Stored items:

========================================

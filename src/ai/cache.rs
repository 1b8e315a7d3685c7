//! Disk-based AI response cache.

use chrono::{DateTime, Utc};
use serde::{Deserialize, Serialize};
use sha2::{Digest, Sha256};
use std::fs;
use std::path::PathBuf;

use super::types::{ChatMessage, ChatResponse, Usage};

/// Disk-based AI response cache.
pub struct AiCache {
    cache_dir: PathBuf,
}

/// Metadata for a cached response.
#[derive(Debug, Clone, Serialize, Deserialize)]
pub struct CachedAiResponse {
    pub content: String,
    pub usage: Usage,
    pub cached_at: DateTime<Utc>,
    pub model: String,
}

impl From<CachedAiResponse> for ChatResponse {
    fn from(cached: CachedAiResponse) -> Self {
        Self {
            content: cached.content,
            usage: cached.usage,
            cached: true,
        }
    }
}

/// Cache key components.
#[derive(Debug, Clone)]
pub struct CacheKey {
    pub prompt_name: String,
    pub model: String,
    pub input_hash: String,
}

impl CacheKey {
    /// Create a new cache key from the given components.
    pub fn new(prompt_name: &str, model: &str, messages: &[ChatMessage]) -> Self {
        let input_json = serde_json::to_string(messages).unwrap_or_default();
        let input_hash = sha256_hex(&input_json);

        Self {
            prompt_name: prompt_name.to_string(),
            model: model.to_string(),
            input_hash,
        }
    }

    /// Convert to a filesystem path relative to the cache directory.
    ///
    /// Format: {prompt_name}/{model_safe}/{hash[0:2]}/{hash}.json
    pub fn to_path(&self) -> PathBuf {
        // Replace slashes in model name (e.g., "openai/gpt-4o-mini" -> "openai--gpt-4o-mini")
        let model_safe = self.model.replace('/', "--");

        PathBuf::new()
            .join(&self.prompt_name)
            .join(&model_safe)
            .join(&self.input_hash[..2])
            .join(format!("{}.json", &self.input_hash))
    }
}

impl AiCache {
    /// Create a new cache with the given directory.
    pub fn new(cache_dir: PathBuf) -> Self {
        Self { cache_dir }
    }

    /// Get a cached response if it exists.
    pub fn get(&self, key: &CacheKey) -> Option<CachedAiResponse> {
        let path = self.cache_dir.join(key.to_path());

        if path.exists() {
            let content = fs::read_to_string(&path).ok()?;
            serde_json::from_str(&content).ok()
        } else {
            None
        }
    }

    /// Store a response in the cache.
    pub fn put(&self, key: &CacheKey, response: &ChatResponse, model: &str) -> std::io::Result<()> {
        let path = self.cache_dir.join(key.to_path());

        // Create parent directories
        if let Some(parent) = path.parent() {
            fs::create_dir_all(parent)?;
        }

        let cached = CachedAiResponse {
            content: response.content.clone(),
            usage: response.usage.clone(),
            cached_at: Utc::now(),
            model: model.to_string(),
        };

        let json = serde_json::to_string_pretty(&cached)
            .map_err(|e| std::io::Error::new(std::io::ErrorKind::InvalidData, e))?;

        fs::write(&path, json)
    }

    /// Get cache statistics.
    pub fn stats(&self) -> CacheStats {
        let mut stats = CacheStats::default();

        if !self.cache_dir.exists() {
            return stats;
        }

        // Count all .json files recursively
        fn count_json_files(dir: &std::path::Path, count: &mut usize) {
            if let Ok(entries) = fs::read_dir(dir) {
                for entry in entries.filter_map(|e| e.ok()) {
                    let path = entry.path();
                    if path.is_dir() {
                        count_json_files(&path, count);
                    } else if path.extension().is_some_and(|ext| ext == "json") {
                        *count += 1;
                    }
                }
            }
        }

        count_json_files(&self.cache_dir, &mut stats.cached_responses);
        stats
    }

    /// Clear all cached responses.
    pub fn clear(&self) -> std::io::Result<()> {
        if self.cache_dir.exists() {
            fs::remove_dir_all(&self.cache_dir)?;
        }
        Ok(())
    }
}

/// Cache statistics.
#[derive(Debug, Clone, Default)]
pub struct CacheStats {
    pub cached_responses: usize,
}

/// Compute SHA256 hash and return as hex string.
fn sha256_hex(input: &str) -> String {
    let mut hasher = Sha256::new();
    hasher.update(input.as_bytes());
    let result = hasher.finalize();
    result.iter().map(|b| format!("{:02x}", b)).collect()
}

#[cfg(test)]
mod tests {
    use super::*;

    #[test]
    fn test_cache_key_path() {
        let key = CacheKey::new(
            "analyze_dish_name",
            "openai/gpt-4o-mini",
            &[ChatMessage::user("one bowl of koshary")],
        );

        let path = key.to_path();
        assert!(path.starts_with("analyze_dish_name/openai--gpt-4o-mini/"));
        assert!(path.to_string_lossy().ends_with(".json"));
    }

    #[test]
    fn test_cache_key_differs_by_message() {
        let a = CacheKey::new("analyze_dish_name", "m", &[ChatMessage::user("pizza")]);
        let b = CacheKey::new("analyze_dish_name", "m", &[ChatMessage::user("salad")]);
        assert_ne!(a.input_hash, b.input_hash);
    }

    #[test]
    fn test_cache_roundtrip() {
        let dir = tempfile::tempdir().unwrap();
        let cache = AiCache::new(dir.path().to_path_buf());
        let key = CacheKey::new("analyze_dish_name", "m", &[ChatMessage::user("pizza")]);

        assert!(cache.get(&key).is_none());

        let response = ChatResponse {
            content: "{}".to_string(),
            usage: Usage::default(),
            cached: false,
        };
        cache.put(&key, &response, "m").unwrap();

        let cached = cache.get(&key).unwrap();
        assert_eq!(cached.content, "{}");
        assert_eq!(cached.model, "m");
        assert_eq!(cache.stats().cached_responses, 1);

        cache.clear().unwrap();
        assert_eq!(cache.stats().cached_responses, 0);
    }
}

========================================

== About this task ==
Wherever a line in the records contains the word "openai", copy that line.

== Task solution ==
        // Replace slashes in model name (e.g., "openai/gpt-4o-mini" -> "openai--gpt-4o-mini")
            "openai/gpt-4o-mini",
        assert!(path.starts_with("analyze_dish_name/openai--gpt-4o-mini/"));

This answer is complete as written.